Kit Nagel responded:
> I'm not sure I see any reason to make that distinction.
>
> Scenario 1
> Right now, I'm considering joining a particular group.
> I decide the organization doesn't fit my needs.
> So...I don't join.
>
> Scenario 2
> Right now, I'm considering joining a particular group.
> I join.
> I decide the organization doesn't fit my needs.
> So...I don't renew my membership.
>
> Either way, my judgement is the same (the
> organization doesn't fit my needs) and the
> result is the same (I am not a member).

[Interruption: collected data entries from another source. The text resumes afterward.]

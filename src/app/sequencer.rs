//! Request ordering for refresh cycles.
//!
//! Each refresh takes a ticket when it is issued. A completed fetch is only
//! applied if its ticket is still the newest one, so the last-issued
//! request wins even when an older one finishes later.

use std::sync::atomic::{AtomicU64, Ordering};

/// Identifies one issued refresh cycle.
#[derive(Debug, Clone, Copy, PartialEq, Eq, PartialOrd, Ord, Hash)]
pub struct Ticket(u64);

impl Ticket {
    pub fn value(self) -> u64 {
        self.0
    }
}

/// Issues monotonically increasing tickets.
#[derive(Debug, Default)]
pub struct RequestSequencer {
    latest: AtomicU64,
}

impl RequestSequencer {
    pub fn new() -> Self {
        Self::default()
    }

    /// Issue a ticket newer than every previous one.
    pub fn issue(&self) -> Ticket {
        Ticket(self.latest.fetch_add(1, Ordering::SeqCst) + 1)
    }

    /// Whether `ticket` is the most recently issued.
    pub fn is_latest(&self, ticket: Ticket) -> bool {
        self.latest.load(Ordering::SeqCst) == ticket.0
    }
}
//! Domain identifier types with proper encapsulation.

use serde::{Deserialize, Serialize};
use std::fmt;

/// Product identifier shared by the catalog and the market snapshot.
///
/// The inner String is private to ensure all construction goes through
/// the defined constructors.
#[derive(Debug, Clone, PartialEq, Eq, PartialOrd, Ord, Hash, Serialize, Deserialize)]
#[serde(transparent)]
pub struct ProductId(String);

impl ProductId {
    /// Create a new ProductId from a string.
    pub fn new(id: impl Into<String>) -> Self {
        Self(id.into())
    }

    /// Get the product ID as a string slice.
    pub fn as_str(&self) -> &str {
        &self.0
    }
}

impl fmt::Display for ProductId {
    fn fmt(&self, f: &mut fmt::Formatter<'_>) -> fmt::Result {
        write!(f, "{}", self.0)
    }
}

impl From<String> for ProductId {
    fn from(s: String) -> Self {
        Self::new(s)
    }
}

impl From<&str> for ProductId {
    fn from(s: &str) -> Self {
        Self::new(s)
    }
}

Why
> should one scenario give my opinion more
> weight than the other?
Because the term " doesn't fit my needs" is far more nuanced in Scenario 2
than Scenario 1. The understandable explanation of "I'm no longer a tech
writer" and the far more critical "STC gives me absolutely no help in my
professional life" would, under scenario 2, both be placed under the general
reason "doesn't fit my needs."
These are people who have been in the organization from 1 to 20+ years, and
then they leave. Why? They paid dues, went to meetings, maybe went to
conferences and perhaps even gave presentations. Then they up and left. If
STC directors have no curiosity why sometimes long-standing members choose
to leave, then they are far too comfortable in their own world. Should they
give a huge amount of effort to find out why people leave and then mold the
organization to satisfy the unsatisfied? No, because it isn't
all-or-nothing.
I have gotten the sense from this discussion, though, that STC simply
doesn't care why people end their membership. They appear - and I grant
that appearances can be deceptive - to be completely uninterested in finding
out. The idea that STC can learn nothing from a critical examination of
dissatisfaction suggests a mindset that is both naive and arrogant. As I
suggest above, this might not be true - STC might indeed look soberly at the
reasons people leave. I hope their examination is a little more studious
than the rather obvious conclusion that it doesn't meet their needs.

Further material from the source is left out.